What is it and how does it work?
Modern energy-efficient replacement windows have multiple panes of glass. Double pane windows are most commonly utilized, and there are also windows with three panes available. The panes are treated with a low emissivity coating on all surfaces. This Low-E coating reflects heat outward during the summer, and it contains indoor heat during the colder winter months. There is either argon or krypton gas between the panes, and there is a tight seal that creates an airtight cavity that contains the insulating gas.
There is a spacer in the window that separates the panes. In addition to the function of holding the window panes in place, the spacer serves a few other purposes. The spacer adds to the structural integrity of the window, and it buffers the stress that comes with thermal expansion. Spacers are coated with a desiccant that absorbs moisture, and this substance limits condensation.
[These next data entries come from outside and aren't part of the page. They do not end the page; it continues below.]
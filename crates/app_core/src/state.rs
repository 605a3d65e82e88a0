//! Application state management

use crate::{AppConfig, HostClient, LibraryState, NotificationCenter, SelectionState};
use host_proto::Item;
use parking_lot::RwLock;
use std::sync::Arc;

/// Main application state. Constructed once at startup and shared via
/// `Arc`; stores are injected explicitly rather than living in globals.
pub struct AppState {
    /// Application configuration
    pub config: RwLock<AppConfig>,

    /// Libraries and picker state
    pub libraries: RwLock<LibraryState>,

    /// Items of the selected library, newest first
    pub items: RwLock<Vec<Item>>,

    /// Grid multi-select state
    pub selection: RwLock<SelectionState>,

    /// Notification store
    pub notifications: NotificationCenter,

    /// Host command client
    pub host: HostClient,
}

impl AppState {
    pub fn new(config: AppConfig, notifications: NotificationCenter, host: HostClient) -> Arc<Self> {
        Arc::new(Self {
            config: RwLock::new(config),
            libraries: RwLock::new(LibraryState::new()),
            items: RwLock::new(Vec::new()),
            selection: RwLock::new(SelectionState::new()),
            notifications,
            host,
        })
    }

    /// Save the current configuration
    pub fn save_config(&self) -> anyhow::Result<()> {
        self.config.read().save()
    }

    /// Replace the item list and reconcile the selection against it
    pub fn set_items(&self, items: Vec<Item>) {
        let mut current = self.items.write();
        let mut selection = self.selection.write();
        selection.reconcile(&items);
        *current = items;
    }

    /// Drop items and selection, e.g. when the selected library changes
    pub fn clear_items(&self) {
        self.items.write().clear();
        self.selection.write().clear();
    }
}

#[cfg(test)]
mod tests {
    use super::*;
    use crate::host::{HostError, HostTransport};
    use async_trait::async_trait;
    use host_proto::{HostCommand, HostResponse};

    struct NullTransport;

    #[async_trait]
    impl HostTransport for NullTransport {
        async fn call(&self, _command: HostCommand) -> Result<HostResponse, HostError> {
            Ok(HostResponse::Ack)
        }
    }

    fn test_item(id: &str) -> Item {
        Item {
            id: id.to_string(),
            original_name: format!("{}.png", id),
            file_type: "image/png".to_string(),
            file_size: 1,
            width: None,
            height: None,
            checksum: String::new(),
            is_favorite: false,
            is_screenshot: false,
            is_screen_recording: false,
            live_video: None,
            created_at: chrono::Utc::now(),
        }
    }

    #[tokio::test]
    async fn test_set_items_reconciles_selection() {
        let notifications = NotificationCenter::new(tokio::runtime::Handle::current());
        let host = HostClient::new(Arc::new(NullTransport), notifications.clone());
        let state = AppState::new(AppConfig::default(), notifications, host);

        state.set_items(vec![test_item("a"), test_item("b")]);
        state.selection.write().select_single(0, "a");
        state.selection.write().toggle(1, "b");

        state.set_items(vec![test_item("b")]);

        let selection = state.selection.read();
        assert_eq!(selection.ids(), &["b".to_string()]);
    }
}
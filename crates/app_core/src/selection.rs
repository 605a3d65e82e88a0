//! Grid selection model
//!
//! Tracks which grid items are selected, supporting plain click,
//! ctrl/cmd-click and shift-range selection. The selection is reconciled
//! against the item list whenever the host refreshes it, so it only ever
//! contains ids that are actually on screen.

use host_proto::Item;

/// Modifier keys active during a grid click
#[derive(Debug, Clone, Copy, Default, PartialEq, Eq)]
pub struct ClickModifiers {
    /// Ctrl on Windows/Linux, Cmd on macOS
    pub command: bool,
    pub shift: bool,
}

/// Multi-select state for the photo grid
///
/// All operations are total over valid inputs; an out-of-bounds index is
/// a caller contract violation, not a recoverable error.
#[derive(Debug, Clone, Default)]
pub struct SelectionState {
    /// Selected item ids in insertion order
    selected: Vec<String>,

    /// Last interacted index, the anchor for shift-range selection
    anchor: Option<usize>,
}

impl SelectionState {
    pub fn new() -> Self {
        Self::default()
    }

    /// Replace the selection with a single item
    pub fn select_single(&mut self, index: usize, id: &str) {
        self.selected.clear();
        self.selected.push(id.to_string());
        self.anchor = Some(index);
    }

    /// Toggle membership of a single item, leaving the rest untouched
    pub fn toggle(&mut self, index: usize, id: &str) {
        if let Some(pos) = self.selected.iter().position(|s| s == id) {
            self.selected.remove(pos);
        } else {
            self.selected.push(id.to_string());
        }
        self.anchor = Some(index);
    }

    /// Union every item between the anchor and `target_index` (inclusive,
    /// either direction) into the selection. Ids outside the range stay
    /// selected. Without an anchor this degrades to `select_single`.
    pub fn select_range(&mut self, target_index: usize, items: &[Item]) {
        let anchor = match self.anchor {
            Some(a) => a,
            None => {
                if let Some(item) = items.get(target_index) {
                    self.select_single(target_index, &item.id);
                }
                return;
            }
        };

        let (lo, hi) = (anchor.min(target_index), anchor.max(target_index));
        if lo >= items.len() {
            return;
        }
        for item in &items[lo..=hi.min(items.len() - 1)] {
            if !self.selected.iter().any(|s| s == &item.id) {
                self.selected.push(item.id.clone());
            }
        }
    }

    /// Preserve multi-select when opening a context menu: selecting an
    /// already-selected item is a no-op, anything else becomes the sole
    /// selection.
    pub fn right_click_select(&mut self, index: usize, id: &str) {
        if !self.contains(id) {
            self.select_single(index, id);
        }
    }

    /// Empty the selection and reset the anchor
    pub fn clear(&mut self) {
        self.selected.clear();
        self.anchor = None;
    }

    /// Drop ids that are no longer present in the authoritative item list
    pub fn reconcile(&mut self, items: &[Item]) {
        self.selected.retain(|id| items.iter().any(|item| &item.id == id));
    }

    /// Apply the observed UI click semantics: plain click selects, cmd
    /// toggles, shift extends from the anchor (or selects when there is
    /// none).
    pub fn on_item_click(&mut self, index: usize, items: &[Item], mods: ClickModifiers) {
        let id = match items.get(index) {
            Some(item) => item.id.clone(),
            None => return,
        };

        if mods.command {
            self.toggle(index, &id);
        } else if mods.shift && self.anchor.is_some() {
            self.select_range(index, items);
        } else {
            self.select_single(index, &id);
        }
    }

    pub fn contains(&self, id: &str) -> bool {
        self.selected.iter().any(|s| s == id)
    }

    pub fn ids(&self) -> &[String] {
        &self.selected
    }

    pub fn anchor(&self) -> Option<usize> {
        self.anchor
    }

    pub fn len(&self) -> usize {
        self.selected.len()
    }

    pub fn is_empty(&self) -> bool {
        self.selected.is_empty()
    }
}

#[cfg(test)]
mod tests {
    use super::*;
    use chrono::Utc;

    fn item(id: &str) -> Item {
        Item {
            id: id.to_string(),
            original_name: format!("{}.jpg", id),
            file_type: "image/jpeg".to_string(),
            file_size: 1024,
            width: Some(640),
            height: Some(480),
            checksum: "0".repeat(16),
            is_favorite: false,
            is_screenshot: false,
            is_screen_recording: false,
            live_video: None,
            created_at: Utc::now(),
        }
    }

    fn items(ids: &[&str]) -> Vec<Item> {
        ids.iter().map(|id| item(id)).collect()
    }

    #[test]
    fn test_select_single_replaces() {
        let list = items(&["a", "b", "c"]);
        let mut sel = SelectionState::new();

        sel.select_single(0, &list[0].id);
        sel.select_single(2, &list[2].id);

        assert_eq!(sel.ids(), &["c".to_string()]);
        assert_eq!(sel.anchor(), Some(2));
    }

    #[test]
    fn test_toggle_is_involution() {
        let list = items(&["a", "b"]);
        let mut sel = SelectionState::new();
        sel.select_single(0, &list[0].id);

        sel.toggle(1, "b");
        assert!(sel.contains("a") && sel.contains("b"));

        sel.toggle(1, "b");
        assert_eq!(sel.ids(), &["a".to_string()]);
    }

    #[test]
    fn test_range_is_symmetric() {
        let list = items(&["a", "b", "c", "d"]);

        let mut forward = SelectionState::new();
        forward.select_single(1, "b");
        forward.select_range(3, &list);

        let mut backward = SelectionState::new();
        backward.select_single(3, "d");
        backward.select_range(1, &list);

        let mut f: Vec<_> = forward.ids().to_vec();
        let mut b: Vec<_> = backward.ids().to_vec();
        f.sort();
        b.sort();
        assert_eq!(f, b);
        assert_eq!(f, vec!["b", "c", "d"]);
    }

    #[test]
    fn test_range_preserves_outside_selection() {
        let list = items(&["a", "b", "c", "d", "e"]);
        let mut sel = SelectionState::new();

        sel.toggle(4, "e");
        sel.toggle(0, "a");
        sel.select_range(2, &list);

        assert!(sel.contains("e"), "ids outside the range are kept");
        assert!(sel.contains("a") && sel.contains("b") && sel.contains("c"));
        assert!(!sel.contains("d"));
    }

    #[test]
    fn test_range_without_anchor_selects_single() {
        let list = items(&["a", "b", "c"]);
        let mut sel = SelectionState::new();

        sel.select_range(1, &list);

        assert_eq!(sel.ids(), &["b".to_string()]);
        assert_eq!(sel.anchor(), Some(1));
    }

    #[test]
    fn test_reconcile_drops_missing_ids() {
        let list = items(&["a", "b", "c", "d"]);
        let mut sel = SelectionState::new();
        sel.select_single(0, "a");
        sel.select_range(2, &list);
        sel.toggle(3, "d");
        assert_eq!(sel.len(), 4);

        sel.reconcile(&items(&["a", "c"]));

        assert_eq!(sel.len(), 2);
        assert!(sel.contains("a") && sel.contains("c"));
    }

    #[test]
    fn test_right_click_preserves_multi_select() {
        let list = items(&["a", "b", "c"]);
        let mut sel = SelectionState::new();
        sel.select_single(0, "a");
        sel.select_range(2, &list);

        sel.right_click_select(1, "b");
        assert_eq!(sel.len(), 3, "context click on selected item is a no-op");

        sel.clear();
        sel.right_click_select(1, "b");
        assert_eq!(sel.ids(), &["b".to_string()]);
    }

    #[test]
    fn test_plain_click_on_sole_selected_reselects() {
        let list = items(&["a", "b"]);
        let mut sel = SelectionState::new();
        sel.on_item_click(0, &list, ClickModifiers::default());
        sel.on_item_click(0, &list, ClickModifiers::default());

        assert_eq!(sel.ids(), &["a".to_string()], "no toggle-off for plain click");
    }

    #[test]
    fn test_shift_click_without_anchor() {
        let list = items(&["a", "b", "c"]);
        let mut sel = SelectionState::new();

        sel.on_item_click(2, &list, ClickModifiers { command: false, shift: true });

        assert_eq!(sel.ids(), &["c".to_string()]);
    }

    #[test]
    fn test_clear_resets_anchor() {
        let list = items(&["a", "b", "c"]);
        let mut sel = SelectionState::new();
        sel.on_item_click(1, &list, ClickModifiers::default());

        sel.clear();

        assert!(sel.is_empty());
        assert_eq!(sel.anchor(), None);
    }

    #[test]
    fn test_click_sequence() {
        // [A,B,C,D]: single(0) -> range(0..2) -> toggle(3) -> reconcile([A,C])
        let list = items(&["a", "b", "c", "d"]);
        let mut sel = SelectionState::new();

        sel.select_single(0, "a");
        assert_eq!(sel.ids(), &["a".to_string()]);
        assert_eq!(sel.anchor(), Some(0));

        sel.select_range(2, &list);
        assert_eq!(sel.len(), 3);

        sel.toggle(3, "d");
        assert_eq!(sel.len(), 4);

        sel.reconcile(&items(&["a", "c"]));
        let mut ids: Vec<_> = sel.ids().to_vec();
        ids.sort();
        assert_eq!(ids, vec!["a", "c"]);
    }
}
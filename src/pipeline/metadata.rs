//! Resolves conversation IDs to recording references.

use std::sync::Arc;
use std::time::Duration;
use tokio_util::sync::CancellationToken;
use tracing::{debug, error, info, warn};

use super::{pool, PipelineError};
use crate::client::{ClientError, RecordingService};
use crate::model::RecordingReference;

/// Linear backoff: the wait after failed attempt `n` is `delay * n`.
#[derive(Debug, Clone, Copy, PartialEq, Eq)]
pub struct RetryPolicy {
    pub max_attempts: u32,
    pub delay: Duration,
}

impl Default for RetryPolicy {
    fn default() -> Self {
        Self {
            max_attempts: 3,
            delay: Duration::from_secs(2),
        }
    }
}

impl RetryPolicy {
    pub fn backoff(&self, attempt: u32) -> Duration {
        self.delay * attempt
    }
}

/// A conversation whose metadata could not be fetched.
#[derive(Debug)]
pub struct ResolveFailure {
    pub conversation_id: String,
    pub attempts: u32,
    pub last_error: Option<ClientError>,
}

pub struct MetadataResolver {
    service: Arc<dyn RecordingService>,
    workers: usize,
    retry: RetryPolicy,
    cancel: CancellationToken,
}

impl MetadataResolver {
    pub fn new(
        service: Arc<dyn RecordingService>,
        workers: usize,
        retry: RetryPolicy,
        cancel: CancellationToken,
    ) -> Self {
        Self {
            service,
            workers,
            retry,
            cancel,
        }
    }

    /// Resolves every conversation concurrently.
    ///
    /// Individual failures are logged and dropped; the call only fails when
    /// nothing at all was resolved.
    pub async fn resolve(
        &self,
        conversation_ids: Vec<String>,
    ) -> Result<Vec<RecordingReference>, PipelineError> {
        let conversations = conversation_ids.len();
        let service = Arc::clone(&self.service);
        let retry = self.retry;
        let cancel = self.cancel.clone();

        let report = pool::run(conversation_ids, self.workers, &self.cancel, move |worker_id, id| {
            let service = Arc::clone(&service);
            let cancel = cancel.clone();
            async move {
                debug!(worker_id, conversation_id = %id, "Worker fetching metadata");
                fetch_with_retry(service.as_ref(), &id, retry, &cancel).await
            }
        })
        .await;

        for failure in &report.failed {
            match &failure.last_error {
                Some(err) => error!(
                    conversation_id = %failure.conversation_id,
                    attempts = failure.attempts,
                    "Failed to fetch metadata after retries: {}",
                    err
                ),
                None => warn!(
                    conversation_id = %failure.conversation_id,
                    "Metadata fetch cancelled"
                ),
            }
        }

        let references: Vec<RecordingReference> = report.succeeded.into_iter().flatten().collect();

        if references.is_empty() {
            if self.cancel.is_cancelled() {
                return Err(PipelineError::Cancelled);
            }
            warn!("No recordings found to include in the batch");
            return Err(PipelineError::NoRecordings { conversations });
        }

        info!(
            total_recordings = references.len(),
            failed_conversations = report.failed.len(),
            "Batch ready"
        );
        Ok(references)
    }
}

/// Fetches one conversation's metadata with linear backoff between attempts.
///
/// Malformed entries (missing either identifier) are dropped.
pub async fn fetch_with_retry(
    service: &dyn RecordingService,
    conversation_id: &str,
    retry: RetryPolicy,
    cancel: &CancellationToken,
) -> Result<Vec<RecordingReference>, ResolveFailure> {
    let max_attempts = retry.max_attempts.max(1);
    let mut last_error = None;

    for attempt in 1..=max_attempts {
        match service.fetch_recording_metadata(conversation_id).await {
            Ok(entries) => {
                let references: Vec<RecordingReference> = entries
                    .into_iter()
                    .filter_map(|entry| entry.into_reference())
                    .collect();
                for reference in &references {
                    debug!(
                        conversation_id = %reference.conversation_id,
                        recording_id = %reference.recording_id,
                        "Added recording"
                    );
                }
                return Ok(references);
            }
            Err(err) => {
                warn!(
                    conversation_id,
                    attempt,
                    "Retrying metadata fetch: {}",
                    err
                );
                last_error = Some(err);
            }
        }

        if attempt < max_attempts {
            tokio::select! {
                _ = tokio::time::sleep(retry.backoff(attempt)) => {}
                _ = cancel.cancelled() => {
                    return Err(ResolveFailure {
                        conversation_id: conversation_id.to_string(),
                        attempts: attempt,
                        last_error: None,
                    });
                }
            }
        }
    }

    Err(ResolveFailure {
        conversation_id: conversation_id.to_string(),
        attempts: max_attempts,
        last_error,
    })
}
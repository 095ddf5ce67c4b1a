//! Splits references into submission chunks and submits each as a job.

use std::sync::Arc;
use tracing::{error, info, warn};

use super::PipelineError;
use crate::client::RecordingService;
use crate::model::{JobHandle, RecordingReference, SubmissionChunk};

pub const MAX_BATCH_SIZE: usize = 100;

/// Splits `references` positionally into chunks of at most `max_size`.
pub fn chunk_references(references: &[RecordingReference], max_size: usize) -> Vec<SubmissionChunk> {
    references
        .chunks(max_size.max(1))
        .enumerate()
        .map(|(index, chunk)| SubmissionChunk {
            index,
            references: chunk.to_vec(),
        })
        .collect()
}

#[derive(Debug, Default)]
pub struct SubmissionReport {
    pub handles: Vec<JobHandle>,
    pub failed_chunks: usize,
}

pub struct BatchSubmitter {
    service: Arc<dyn RecordingService>,
    max_batch_size: usize,
}

impl BatchSubmitter {
    pub fn new(service: Arc<dyn RecordingService>, max_batch_size: usize) -> Self {
        Self {
            service,
            max_batch_size,
        }
    }

    /// Submits every chunk in order, one call each.
    ///
    /// A rejected chunk is logged and skipped without retry. Fails only when
    /// no chunk was accepted.
    pub async fn submit_all(
        &self,
        references: &[RecordingReference],
    ) -> Result<SubmissionReport, PipelineError> {
        if references.is_empty() {
            warn!("Empty batch request, no recordings to submit");
            return Err(PipelineError::NoJobsSubmitted { chunks: 0 });
        }

        let chunks = chunk_references(references, self.max_batch_size);
        let total = chunks.len();
        let mut report = SubmissionReport::default();

        for chunk in &chunks {
            let start = chunk.index * self.max_batch_size.max(1);
            let end = start + chunk.len();

            match self.service.submit_batch(chunk).await {
                Ok(handle) => {
                    info!(job_id = %handle.job_id, count = chunk.len(), "Partial batch sent");
                    report.handles.push(handle);
                }
                Err(err) => {
                    error!(start, end, "Error sending partial batch request: {}", err);
                    report.failed_chunks += 1;
                }
            }
        }

        if report.handles.is_empty() {
            return Err(PipelineError::NoJobsSubmitted { chunks: total });
        }

        Ok(report)
    }
}
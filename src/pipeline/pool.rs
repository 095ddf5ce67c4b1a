//! Bounded worker pool shared by the concurrent pipeline phases.
//!
//! All items are queued and the queue is closed before any worker starts.
//! Workers pull until the queue is drained, and every per-item result is sent
//! to a single collector, so no result state is shared between workers.

use std::future::Future;
use std::sync::Arc;
use tokio::sync::{mpsc, Mutex};
use tokio::task::JoinSet;
use tokio_util::sync::CancellationToken;
use tracing::error;

/// Aggregated per-item results of one pool run.
#[derive(Debug)]
pub struct PoolReport<R, E> {
    pub succeeded: Vec<R>,
    pub failed: Vec<E>,
    /// Items left in the queue because the run was cancelled.
    pub abandoned: usize,
}

impl<R, E> Default for PoolReport<R, E> {
    fn default() -> Self {
        Self {
            succeeded: Vec::new(),
            failed: Vec::new(),
            abandoned: 0,
        }
    }
}

impl<R, E> PoolReport<R, E> {
    pub fn processed(&self) -> usize {
        self.succeeded.len() + self.failed.len()
    }
}

/// Drains a result channel into a report.
pub async fn collect<R, E>(mut results: mpsc::UnboundedReceiver<Result<R, E>>) -> PoolReport<R, E> {
    let mut report = PoolReport::default();
    while let Some(result) = results.recv().await {
        match result {
            Ok(value) => report.succeeded.push(value),
            Err(err) => report.failed.push(err),
        }
    }
    report
}

/// Runs `op` over `items` with at most `workers` items in flight.
///
/// `op` receives the worker index and the item. Workers stop taking new items
/// once `cancel` fires; items still queued are counted as abandoned.
pub async fn run<T, R, E, F, Fut>(
    items: Vec<T>,
    workers: usize,
    cancel: &CancellationToken,
    op: F,
) -> PoolReport<R, E>
where
    T: Send + 'static,
    R: Send + 'static,
    E: Send + 'static,
    F: Fn(usize, T) -> Fut + Send + Sync + 'static,
    Fut: Future<Output = Result<R, E>> + Send + 'static,
{
    if items.is_empty() {
        return PoolReport::default();
    }

    let total = items.len();
    let (queue_tx, queue_rx) = mpsc::channel(total);
    for item in items {
        // Capacity equals the item count, so this never fails.
        let _ = queue_tx.try_send(item);
    }
    drop(queue_tx);

    let queue = Arc::new(Mutex::new(queue_rx));
    let (results_tx, results_rx) = mpsc::unbounded_channel();
    let op = Arc::new(op);
    let mut set = JoinSet::new();

    for worker_id in 0..workers.clamp(1, total) {
        let queue = Arc::clone(&queue);
        let results_tx = results_tx.clone();
        let op = Arc::clone(&op);
        let cancel = cancel.clone();

        set.spawn(async move {
            loop {
                if cancel.is_cancelled() {
                    break;
                }
                let next = queue.lock().await.recv().await;
                let Some(item) = next else {
                    break;
                };
                let result = op(worker_id, item).await;
                if results_tx.send(result).is_err() {
                    break;
                }
            }
        });
    }
    drop(results_tx);

    let mut report = collect(results_rx).await;

    while let Some(joined) = set.join_next().await {
        if let Err(err) = joined {
            error!("Pool worker terminated abnormally: {}", err);
        }
    }

    report.abandoned = total.saturating_sub(report.processed());
    report
}
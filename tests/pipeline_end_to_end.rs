//! End-to-end run of the pipeline against an in-memory recording service.

use async_trait::async_trait;
use bytes::Bytes;
use recfetch::client::{ByteStream, ClientError, RecordingService};
use recfetch::model::{
    ConversationRecord, DownloadOutcome, JobHandle, JobStatus, RecordingMetadata, SubmissionChunk,
};
use recfetch::pipeline::{Pipeline, PipelineSettings, PollSettings};
use recfetch::query::{ConversationQuery, Paging};
use std::collections::HashMap;
use std::sync::{Arc, Mutex};
use std::time::Duration;
use tempfile::tempdir;

/// One recording per conversation; every job reports half progress on the
/// first poll and completes on the second.
#[derive(Default)]
struct InMemoryService {
    submitted: Mutex<Vec<SubmissionChunk>>,
    polls: Mutex<HashMap<String, u32>>,
}

#[async_trait]
impl RecordingService for InMemoryService {
    async fn search_conversations(
        &self,
        _query: &ConversationQuery,
        _paging: Paging,
    ) -> Result<Vec<ConversationRecord>, ClientError> {
        Ok(Vec::new())
    }

    async fn fetch_recording_metadata(
        &self,
        conversation_id: &str,
    ) -> Result<Vec<RecordingMetadata>, ClientError> {
        Ok(vec![RecordingMetadata {
            id: Some(format!("rec-{conversation_id}")),
            conversation_id: Some(conversation_id.to_string()),
        }])
    }

    async fn submit_batch(&self, chunk: &SubmissionChunk) -> Result<JobHandle, ClientError> {
        self.submitted.lock().unwrap().push(chunk.clone());
        Ok(JobHandle {
            job_id: format!("job-{}", chunk.index),
            reference_count: chunk.len(),
        })
    }

    async fn poll_job(&self, job: &JobHandle) -> Result<JobStatus, ClientError> {
        let poll = {
            let mut polls = self.polls.lock().unwrap();
            let count = polls.entry(job.job_id.clone()).or_default();
            *count += 1;
            *count
        };

        let index: usize = job.job_id.trim_start_matches("job-").parse().unwrap();
        let chunk = self
            .submitted
            .lock()
            .unwrap()
            .iter()
            .find(|c| c.index == index)
            .cloned()
            .unwrap();
        let expected = chunk.len() as u32;

        if poll == 1 {
            return Ok(JobStatus {
                job_id: job.job_id.clone(),
                result_count: expected / 2,
                expected_count: expected,
                results: Vec::new(),
            });
        }

        let results = chunk
            .references
            .iter()
            .map(|r| DownloadOutcome {
                recording_id: Some(r.recording_id.clone()),
                conversation_id: Some(r.conversation_id.clone()),
                content_type: Some("audio/mpeg".to_string()),
                result_url: Some(format!("https://files.test/{}", r.recording_id)),
                error_message: None,
            })
            .collect();
        Ok(JobStatus {
            job_id: job.job_id.clone(),
            result_count: expected,
            expected_count: expected,
            results,
        })
    }

    async fn fetch_bytes(&self, url: &str) -> Result<ByteStream, ClientError> {
        let body = Bytes::from(url.to_string());
        Ok(Box::pin(futures::stream::iter(vec![Ok::<_, ClientError>(body)])))
    }
}

#[tokio::test(start_paused = true)]
async fn test_250_references_end_to_end() {
    let temp = tempdir().unwrap();
    let service = Arc::new(InMemoryService::default());
    let settings = PipelineSettings {
        output_dir: temp.path().to_path_buf(),
        download_workers: 8,
        poll: PollSettings {
            max_attempts: 50,
            max_stalled: 30,
            interval: Duration::from_secs(25),
        },
        ..Default::default()
    };
    let pipeline = Pipeline::new(service.clone(), settings);
    let conversations: Vec<String> = (0..250).map(|i| format!("conv-{i:03}")).collect();

    let summary = pipeline.run_for_conversations(conversations).await.unwrap();

    let mut sizes: Vec<usize> = service
        .submitted
        .lock()
        .unwrap()
        .iter()
        .map(|c| c.len())
        .collect();
    sizes.sort_unstable();
    assert_eq!(sizes, vec![50, 100, 100]);

    assert_eq!(summary.references, 250);
    assert_eq!(summary.jobs_submitted, 3);
    assert_eq!(summary.jobs_completed, 3);
    assert_eq!(summary.downloaded, 250);
    assert_eq!(summary.skipped + summary.download_failures, 0);

    let dirs: Vec<_> = std::fs::read_dir(temp.path())
        .unwrap()
        .map(|e| e.unwrap())
        .collect();
    assert_eq!(dirs.len(), 250);

    for dir in dirs {
        let name = dir.file_name().to_string_lossy().to_string();
        let (date, conversation_id) = name.split_at(6);
        assert!(date.chars().all(|c| c.is_ascii_digit()), "bad dir {name}");
        let conversation_id = conversation_id.trim_start_matches('-');

        let mut files: Vec<String> = std::fs::read_dir(dir.path())
            .unwrap()
            .map(|e| e.unwrap().file_name().to_string_lossy().to_string())
            .collect();
        files.sort_unstable();
        assert_eq!(
            files,
            vec!["metadata.txt".to_string(), format!("rec-{conversation_id}.mp3")]
        );
    }
}
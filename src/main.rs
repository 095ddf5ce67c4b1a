use anyhow::Result;
use clap::Parser;
use recfetch::cli::{handle_config_command, handle_run_command, Cli, CliCommand, RunCliArgs};

#[tokio::main]
async fn main() -> Result<()> {
    let cli = Cli::parse();
    let config_path = cli.config.as_deref();

    match cli.command {
        Some(CliCommand::Version) => {
            println!("recfetch {}", env!("CARGO_PKG_VERSION"));
            Ok(())
        }
        Some(CliCommand::Config(args)) => handle_config_command(args, config_path),
        Some(CliCommand::Run(args)) => handle_run_command(args, cli.verbose, config_path).await,
        None => handle_run_command(RunCliArgs::default(), cli.verbose, config_path).await,
    }
}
Complete Guide to Window Replacement
Spacers can be made with different materials. Aluminum, stainless steel, and galvanized steel are often used, but metal spacers conduct heat, and this reduces the energy efficiency. This can be avoided through the utilization of the groundbreaking, cutting-edge Duralite® spacer system. There is no metal used in the production of these spacers, and most of the spacer profile is replaced by air. This results in a conductivity reduction that can be as high as 45 percent.
The Duralite® spacer system is very widely accepted within the industry at this point. More than 350 manufacturers have embraced the Duralite® concept in over 60 countries. Approximately one-fourth of all ENERGY STAR® approved windows have Duralite® spacers.